§ What the task requires: Render every entry exactly as it appears.

======== Records for this task

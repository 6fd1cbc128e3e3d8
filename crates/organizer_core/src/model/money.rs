//! Currency helpers for BRL amounts stored as `f64`.

/// Rounds to two decimal places (cents).
pub fn round_cents(value: f64) -> f64 {
    (value * 100.0).round() / 100.0
}

/// Formats an amount the way pt-BR renders BRL, e.g. `R$ 1.234,56`.
pub fn format_brl(value: f64) -> String {
    let cents = (value.abs() * 100.0).round() as u64;
    let integer = group_thousands(cents / 100);
    let sign = if value < 0.0 && cents > 0 { "-" } else { "" };
    format!("{sign}R$ {integer},{:02}", cents % 100)
}

/// Parses user or spreadsheet amounts.
///
/// Accepts `1234.56`, `1.234,56`, `1234,56` and an optional `R$` prefix.
/// When a comma is present it is the decimal separator and dots are
/// thousands separators; otherwise the dot is the decimal separator.
pub fn parse_amount(text: &str) -> Option<f64> {
    let trimmed = text.trim().trim_start_matches("R$").trim();
    if trimmed.is_empty() {
        return None;
    }
    let normalized = if trimmed.contains(',') {
        trimmed.replace('.', "").replace(',', ".")
    } else {
        trimmed.to_string()
    };
    normalized
        .parse::<f64>()
        .ok()
        .filter(|value| value.is_finite())
}

fn group_thousands(value: u64) -> String {
    let digits = value.to_string();
    let mut grouped = String::with_capacity(digits.len() + digits.len() / 3);
    for (index, ch) in digits.chars().enumerate() {
        if index > 0 && (digits.len() - index) % 3 == 0 {
            grouped.push('.');
        }
        grouped.push(ch);
    }
    grouped
}

#[cfg(test)]
mod tests {
    use super::{format_brl, parse_amount, round_cents};

    #[test]
    fn format_brl_groups_thousands_and_uses_comma_decimals() {
        assert_eq!(format_brl(1234.5), "R$ 1.234,50");
        assert_eq!(format_brl(0.0), "R$ 0,00");
        assert_eq!(format_brl(-1_000_000.0), "-R$ 1.000.000,00");
        assert_eq!(format_brl(999.999), "R$ 1.000,00");
    }

    #[test]
    fn parse_amount_accepts_both_decimal_conventions() {
        assert_eq!(parse_amount("1234.56"), Some(1234.56));
        assert_eq!(parse_amount("1.234,56"), Some(1234.56));
        assert_eq!(parse_amount("R$ 12,5"), Some(12.5));
        assert_eq!(parse_amount(""), None);
        assert_eq!(parse_amount("abc"), None);
    }

    #[test]
    fn round_cents_keeps_two_decimals() {
        assert_eq!(round_cents(100.0 / 3.0), 33.33);
    }
}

================

§ Solution for this task:
repository 6fd1cbc128e3e3d8
filename crates/organizer_core/src/model/money.rs
//! Currency helpers for BRL amounts stored as `f64`.

/// Rounds to two decimal places (cents).
pub fn round_cents(value: f64) -> f64 {
    (value * 100.0).round() / 100.0
}

/// Formats an amount the way pt-BR renders BRL, e.g. `R$ 1.234,56`.
pub fn format_brl(value: f64) -> String {
    let cents = (value.abs() * 100.0).round() as u64;
    let integer = group_thousands(cents / 100);
    let sign = if value < 0.0 && cents > 0 { "-" } else { "" };
    format!("{sign}R$ {integer},{:02}", cents % 100)
}

/// Parses user or spreadsheet amounts.
///
/// Accepts `1234.56`, `1.234,56`, `1234,56` and an optional `R$` prefix.
/// When a comma is present it is the decimal separator and dots are
/// thousands separators; otherwise the dot is the decimal separator.
pub fn parse_amount(text: &str) -> Option<f64> {
    let trimmed = text.trim().trim_start_matches("R$").trim();
    if trimmed.is_empty() {
        return None;
    }
    let normalized = if trimmed.contains(',') {
        trimmed.replace('.', "").replace(',', ".")
    } else {
        trimmed.to_string()
    };
    normalized
        .parse::<f64>()
        .ok()
        .filter(|value| value.is_finite())
}

fn group_thousands(value: u64) -> String {
    let digits = value.to_string();
    let mut grouped = String::with_capacity(digits.len() + digits.len() / 3);
    for (index, ch) in digits.chars().enumerate() {
        if index > 0 && (digits.len() - index) % 3 == 0 {
            grouped.push('.');
        }
        grouped.push(ch);
    }
    grouped
}

#[cfg(test)]
mod tests {
    use super::{format_brl, parse_amount, round_cents};

    #[test]
    fn format_brl_groups_thousands_and_uses_comma_decimals() {
        assert_eq!(format_brl(1234.5), "R$ 1.234,50");
        assert_eq!(format_brl(0.0), "R$ 0,00");
        assert_eq!(format_brl(-1_000_000.0), "-R$ 1.000.000,00");
        assert_eq!(format_brl(999.999), "R$ 1.000,00");
    }

    #[test]
    fn parse_amount_accepts_both_decimal_conventions() {
        assert_eq!(parse_amount("1234.56"), Some(1234.56));
        assert_eq!(parse_amount("1.234,56"), Some(1234.56));
        assert_eq!(parse_amount("R$ 12,5"), Some(12.5));
        assert_eq!(parse_amount(""), None);
        assert_eq!(parse_amount("abc"), None);
    }

    #[test]
    fn round_cents_keeps_two_decimals() {
        assert_eq!(round_cents(100.0 / 3.0), 33.33);
    }
}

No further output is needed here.